Work task —
If a line appears in the data below, it must appear in your answer exactly as given.

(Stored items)
--- START ---

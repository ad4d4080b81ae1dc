//! CivicSphere Storage Layer
//!
//! Implements the [`SessionStore`](civic_domain::traits::SessionStore) contract.
//!
//! # Architecture
//!
//! - [`MemoryStore`]: in-process partitions, for tests and ephemeral sessions
//! - [`SqliteStore`]: persistent message log in SQLite
//! - [`Subscription`]: live, restartable partition feed shared by both stores,
//!   driven by a `tokio::sync::broadcast` change channel
//!
//! Every read path returns messages ordered by `(created_at, id)` regardless
//! of the order in which writes arrived.
//!
//! # Examples
//!
//! ```no_run
//! use civic_store::SqliteStore;
//!
//! let store = SqliteStore::new(":memory:").unwrap();
//! // Store is now ready for append/subscribe
//! ```

#![warn(missing_docs)]

mod feed;
mod memory;
mod sqlite;

pub use feed::Subscription;
pub use memory::MemoryStore;
pub use sqlite::{SessionSummary, SqliteStore};

use civic_domain::MessageId;
use thiserror::Error;

/// Capacity of the change channel behind each store's subscriptions
pub const DEFAULT_FEED_CAPACITY: usize = 64;

/// Errors that can occur during storage operations
#[derive(Error, Debug)]
pub enum StoreError {
    /// Database error
    #[error("Database error: {0}")]
    Database(#[from] rusqlite::Error),

    /// Invalid data format
    #[error("Invalid data: {0}")]
    InvalidData(String),

    /// Response payload could not be encoded or decoded
    #[error("Serialization error: {0}")]
    Serialization(#[from] serde_json::Error),

    /// A message with the same id was already appended
    #[error("Duplicate message: {0}")]
    Duplicate(MessageId),

    /// The store has been closed
    #[error("Store is closed")]
    Closed,
}

/// Largest `created_at` either store accepts
///
/// SQLite keeps timestamps as signed 64-bit integers; both stores share the
/// bound so they order the same messages the same way.
pub const MAX_CREATED_AT: u64 = i64::MAX as u64;

pub(crate) fn check_created_at(created_at: u64) -> Result<i64, StoreError> {
    i64::try_from(created_at).map_err(|_| {
        StoreError::InvalidData(format!(
            "created_at {} exceeds {}",
            created_at, MAX_CREATED_AT
        ))
    })
}

pub(crate) fn stored_created_at(value: i64) -> Result<u64, StoreError> {
    u64::try_from(value)
        .map_err(|_| StoreError::InvalidData(format!("Negative created_at: {}", value)))
}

--- END ---

Response to this task —
repository ad4d4080b81ae1dc
//! CivicSphere Storage Layer
//!
//! Implements the [`SessionStore`](civic_domain::traits::SessionStore) contract.
//!
//! # Architecture
//!
//! - [`MemoryStore`]: in-process partitions, for tests and ephemeral sessions
//! - [`SqliteStore`]: persistent message log in SQLite
//! - [`Subscription`]: live, restartable partition feed shared by both stores,
//!   driven by a `tokio::sync::broadcast` change channel
//!
//! Every read path returns messages ordered by `(created_at, id)` regardless
//! of the order in which writes arrived.
//!
//! # Examples
//!
//! ```no_run
//! use civic_store::SqliteStore;
//!
//! let store = SqliteStore::new(":memory:").unwrap();
//! // Store is now ready for append/subscribe
//! ```

#![warn(missing_docs)]

mod feed;
mod memory;
mod sqlite;

pub use feed::Subscription;
pub use memory::MemoryStore;
pub use sqlite::{SessionSummary, SqliteStore};

use civic_domain::MessageId;
use thiserror::Error;

/// Capacity of the change channel behind each store's subscriptions
pub const DEFAULT_FEED_CAPACITY: usize = 64;

/// Errors that can occur during storage operations
#[derive(Error, Debug)]
pub enum StoreError {
    /// Database error
    #[error("Database error: {0}")]
    Database(#[from] rusqlite::Error),

    /// Invalid data format
    #[error("Invalid data: {0}")]
    InvalidData(String),

    /// Response payload could not be encoded or decoded
    #[error("Serialization error: {0}")]
    Serialization(#[from] serde_json::Error),

    /// A message with the same id was already appended
    #[error("Duplicate message: {0}")]
    Duplicate(MessageId),

    /// The store has been closed
    #[error("Store is closed")]
    Closed,
}

/// Largest `created_at` either store accepts
///
/// SQLite keeps timestamps as signed 64-bit integers; both stores share the
/// bound so they order the same messages the same way.
pub const MAX_CREATED_AT: u64 = i64::MAX as u64;

pub(crate) fn check_created_at(created_at: u64) -> Result<i64, StoreError> {
    i64::try_from(created_at).map_err(|_| {
        StoreError::InvalidData(format!(
            "created_at {} exceeds {}",
            created_at, MAX_CREATED_AT
        ))
    })
}

pub(crate) fn stored_created_at(value: i64) -> Result<u64, StoreError> {
    u64::try_from(value)
        .map_err(|_| StoreError::InvalidData(format!("Negative created_at: {}", value)))
}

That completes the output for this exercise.